Workout Description
Immediately following 18.2:
1 rep max Clean
(Performed within 12 min total cap with 18.2)
Why This Workout Is Hard
Establish a 1-rep max clean in the time remaining after completing 18.2. Tests maximal strength under fatigue.
Training Focus
This workout develops the following fitness attributes:
- Power (10/10): The clean is a quintessential Olympic lift demanding peak power output. This tests the ability to generate that power under extreme fatigue.
- Strength (9/10): This is a direct test of maximal strength in the clean, made exceptionally challenging by the preceding high-volume, heavy WOD (18.2).
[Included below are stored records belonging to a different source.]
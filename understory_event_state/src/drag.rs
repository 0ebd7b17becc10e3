// Copyright 2025 the Understory Authors
// SPDX-License-Identifier: Apache-2.0 OR MIT

//! Drag state helper: decide when a press becomes a drag, then compute
//! movement deltas and total offsets from position changes.
//!
//! ## Usage
//!
//! 1) Start tracking a press by calling [`DragState::start`] with the initial position.
//! 2) While the press is pending, call [`DragState::check_slop`] on each move to learn
//!    whether the pointer has travelled far enough along the drag axis
//!    ([`SlopCheck::Crossed`]), too far across it ([`SlopCheck::Vetoed`]), or neither.
//! 3) Once crossed, call [`DragState::activate`]. From then on [`DragState::update`]
//!    returns the movement delta since the last update and [`DragState::total_offset`]
//!    returns the cumulative offset from the press position.
//! 4) End the press with [`DragState::end`] to reset state.
//!
//! ## Minimal example
//!
//! ```
//! use kurbo::Point;
//! use understory_event_state::drag::{DragAxis, DragSlop, DragState, SlopCheck};
//!
//! let slop = DragSlop::new(DragAxis::Horizontal, 5.0, 6.0);
//! let mut drag = DragState::default();
//!
//! drag.start(Point::new(10.0, 20.0));
//! assert!(drag.is_dragging());
//! assert!(!drag.is_active());
//!
//! // Mostly vertical movement abandons the press.
//! assert_eq!(drag.check_slop(Point::new(12.0, 27.0), slop), Some(SlopCheck::Vetoed));
//!
//! // Horizontal movement past the slop crosses it.
//! drag.start(Point::new(10.0, 20.0));
//! assert_eq!(
//!     drag.check_slop(Point::new(4.0, 21.0), slop),
//!     Some(SlopCheck::Crossed { along: -6.0 })
//! );
//! drag.activate();
//!
//! // Total offset from the press position.
//! let total = drag.total_offset(Point::new(0.0, 21.0)).unwrap();
//! assert_eq!(total.x, -10.0);
//! ```

#[cfg(not(feature = "std"))]
use kurbo::common::FloatFuncs as _;
use kurbo::{Point, Vec2};

/// The axis a drag is measured along.
#[derive(Copy, Clone, Debug, Default, PartialEq, Eq, Hash)]
pub enum DragAxis {
    /// Drags move along X; Y is the cross axis.
    #[default]
    Horizontal,
    /// Drags move along Y; X is the cross axis.
    Vertical,
}

impl DragAxis {
    /// Component of `v` along this axis.
    #[must_use]
    pub fn along(self, v: Vec2) -> f64 {
        match self {
            Self::Horizontal => v.x,
            Self::Vertical => v.y,
        }
    }

    /// Component of `v` across this axis.
    #[must_use]
    pub fn across(self, v: Vec2) -> f64 {
        match self {
            Self::Horizontal => v.y,
            Self::Vertical => v.x,
        }
    }
}

/// Distances a pointer has to travel before a press is classified.
#[derive(Copy, Clone, Debug, PartialEq)]
pub struct DragSlop {
    /// Axis the drag is measured along.
    pub axis: DragAxis,
    /// Minimum absolute travel along the axis that turns the press into a drag.
    pub along: f64,
    /// Absolute travel across the axis that abandons the press before it becomes a drag.
    pub across: f64,
}

impl DragSlop {
    /// Creates a slop for the given axis and thresholds.
    #[must_use]
    pub const fn new(axis: DragAxis, along: f64, across: f64) -> Self {
        Self {
            axis,
            along,
            across,
        }
    }
}

/// Classification of a pending press against a [`DragSlop`].
#[derive(Copy, Clone, Debug, PartialEq)]
pub enum SlopCheck {
    /// Neither threshold has been reached.
    Pending,
    /// The pointer moved too far across the drag axis.
    Vetoed,
    /// The pointer moved far enough along the drag axis.
    Crossed {
        /// Signed travel along the axis from the press position.
        along: f64,
    },
}

/// Tracks drag state for move event processing
#[derive(Debug, Clone, Default, Copy)]
pub struct DragState {
    /// Start position of the press
    pub start_pos: Option<Point>,
    /// Last recorded pointer position during the drag
    pub last_pos: Option<Point>,
    active: bool,
}

impl DragState {
    /// Start tracking a new press from the given position.
    ///
    /// The press starts pending; call [`DragState::activate`] once it crosses the slop.
    pub fn start(&mut self, pos: Point) {
        self.start_pos = Some(pos);
        self.last_pos = Some(pos);
        self.active = false;
    }

    /// Classify a pending press at `pos` against `slop`.
    ///
    /// Cross-axis travel is checked first, so a sample that exceeds both
    /// thresholds at once is a veto. Returns `None` when no press is tracked.
    #[must_use]
    pub fn check_slop(&self, pos: Point, slop: DragSlop) -> Option<SlopCheck> {
        let offset = self.total_offset(pos)?;
        let along = slop.axis.along(offset);
        let across = slop.axis.across(offset);
        if across.abs() >= slop.across {
            Some(SlopCheck::Vetoed)
        } else if along.abs() < slop.along {
            Some(SlopCheck::Pending)
        } else {
            Some(SlopCheck::Crossed { along })
        }
    }

    /// Mark the tracked press as an active drag.
    ///
    /// Has no effect when no press is tracked.
    pub fn activate(&mut self) {
        self.active = self.start_pos.is_some();
    }

    /// Update the drag state with a new position, returning the movement delta since last update.
    pub fn update(&mut self, pos: Point) -> Option<Vec2> {
        self.start_pos?;
        let delta = self.last_pos.map(|last_pos| pos - last_pos);
        self.last_pos = Some(pos);
        delta
    }

    /// Get total offset from the press position.
    #[must_use]
    pub fn total_offset(&self, current_pos: Point) -> Option<Vec2> {
        self.start_pos.map(|start_pos| current_pos - start_pos)
    }

    /// End the current press and reset state.
    pub fn end(&mut self) {
        self.start_pos = None;
        self.last_pos = None;
        self.active = false;
    }

    /// Returns `true` while a press is tracked, pending or active.
    #[must_use]
    pub fn is_dragging(&self) -> bool {
        self.start_pos.is_some()
    }

    /// Returns `true` once the tracked press has been activated as a drag.
    #[must_use]
    pub fn is_active(&self) -> bool {
        self.active
    }
}

#[cfg(test)]
mod tests {
    use super::*;

    const SLOP: DragSlop = DragSlop::new(DragAxis::Horizontal, 5.0, 6.0);

    #[test]
    fn new_drag_state_is_idle() {
        let drag = DragState::default();
        assert!(!drag.is_dragging());
        assert!(!drag.is_active());
        assert_eq!(drag.check_slop(Point::new(50.0, 0.0), SLOP), None);
    }

    #[test]
    fn start_is_pending_until_activated() {
        let mut drag = DragState::default();
        drag.start(Point::new(10.0, 20.0));
        assert!(drag.is_dragging());
        assert!(!drag.is_active());

        drag.activate();
        assert!(drag.is_active());
    }

    #[test]
    fn activate_without_press_is_ignored() {
        let mut drag = DragState::default();
        drag.activate();
        assert!(!drag.is_active());
    }

    #[test]
    fn small_movement_stays_pending() {
        let mut drag = DragState::default();
        drag.start(Point::new(100.0, 100.0));
        assert_eq!(
            drag.check_slop(Point::new(104.9, 105.9), SLOP),
            Some(SlopCheck::Pending)
        );
        assert_eq!(
            drag.check_slop(Point::new(95.1, 94.1), SLOP),
            Some(SlopCheck::Pending)
        );
    }

    #[test]
    fn crossing_reports_signed_travel() {
        let mut drag = DragState::default();
        drag.start(Point::new(100.0, 100.0));
        assert_eq!(
            drag.check_slop(Point::new(105.0, 100.0), SLOP),
            Some(SlopCheck::Crossed { along: 5.0 })
        );
        assert_eq!(
            drag.check_slop(Point::new(92.0, 103.0), SLOP),
            Some(SlopCheck::Crossed { along: -8.0 })
        );
    }

    #[test]
    fn cross_axis_veto_wins_over_crossing() {
        let mut drag = DragState::default();
        drag.start(Point::new(0.0, 0.0));
        assert_eq!(
            drag.check_slop(Point::new(1.0, 6.0), SLOP),
            Some(SlopCheck::Vetoed)
        );
        assert_eq!(
            drag.check_slop(Point::new(20.0, -6.0), SLOP),
            Some(SlopCheck::Vetoed)
        );
    }

    #[test]
    fn vertical_axis_swaps_components() {
        let slop = DragSlop::new(DragAxis::Vertical, 5.0, 6.0);
        let mut drag = DragState::default();
        drag.start(Point::new(0.0, 0.0));
        assert_eq!(
            drag.check_slop(Point::new(2.0, 7.0), slop),
            Some(SlopCheck::Crossed { along: 7.0 })
        );
        assert_eq!(
            drag.check_slop(Point::new(6.0, 1.0), slop),
            Some(SlopCheck::Vetoed)
        );
    }

    #[test]
    fn update_returns_delta_when_dragging() {
        let mut drag = DragState::default();
        drag.start(Point::new(10.0, 20.0));

        let new_pos = Point::new(15.0, 25.0);
        let delta = drag.update(new_pos);

        assert_eq!(delta, Some(Vec2::new(5.0, 5.0)));
        assert_eq!(drag.last_pos, Some(new_pos));
    }

    #[test]
    fn update_returns_none_when_not_dragging() {
        let mut drag = DragState::default();

        let delta = drag.update(Point::new(15.0, 25.0));

        assert_eq!(delta, None);
        assert!(drag.last_pos.is_none());
    }

    #[test]
    fn multiple_updates_track_incremental_deltas() {
        let mut drag = DragState::default();
        drag.start(Point::new(0.0, 0.0));

        assert_eq!(drag.update(Point::new(5.0, 3.0)), Some(Vec2::new(5.0, 3.0)));
        assert_eq!(drag.update(Point::new(8.0, 7.0)), Some(Vec2::new(3.0, 4.0)));
        assert_eq!(
            drag.total_offset(Point::new(8.0, 7.0)),
            Some(Vec2::new(8.0, 7.0))
        );
    }

    #[test]
    fn end_resets_drag_state() {
        let mut drag = DragState::default();
        drag.start(Point::new(10.0, 20.0));
        drag.activate();
        drag.update(Point::new(15.0, 25.0));

        drag.end();

        assert!(drag.start_pos.is_none());
        assert!(drag.last_pos.is_none());
        assert!(!drag.is_active());
    }

    #[test]
    fn start_overwrites_previous_press() {
        let mut drag = DragState::default();
        drag.start(Point::new(0.0, 0.0));
        drag.activate();

        let new_start = Point::new(50.0, 60.0);
        drag.start(new_start);

        assert_eq!(drag.start_pos, Some(new_start));
        assert!(!drag.is_active());
        assert_eq!(
            drag.total_offset(Point::new(55.0, 65.0)),
            Some(Vec2::new(5.0, 5.0))
        );
    }
}
// Copyright 2025 the Understory Authors
// SPDX-License-Identifier: Apache-2.0 OR MIT

//! Adapters from event libraries to [`Drawer`](crate::Drawer) input.
//!
//! Each adapter lives behind its own feature.

#[cfg(feature = "ui_events_adapter")]
pub mod ui_events;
Score is the heaviest successful lift.
- Flexibility (6/10): Excellent mobility is required for an efficient clean at maximal loads (full squat clean, front rack position).
- Speed (6/10): Bar speed and speed under the bar for the clean are critical for successful maximal attempts, especially when highly fatigued.
- Stamina (3/10): Requires strength-stamina to execute maximal lifts after significant prior exertion from 18.2 (heavy DB squats and burpees). Focus is on single explosive efforts.
- Endurance (2/10): Performed in the time remaining of a 12-min cap after 18.2. Cardiovascular demand is low for this part, but pre-fatigue from 18.2 is very high.
Modality Profile
A pure weightlifting test, a 1-rep-max clean.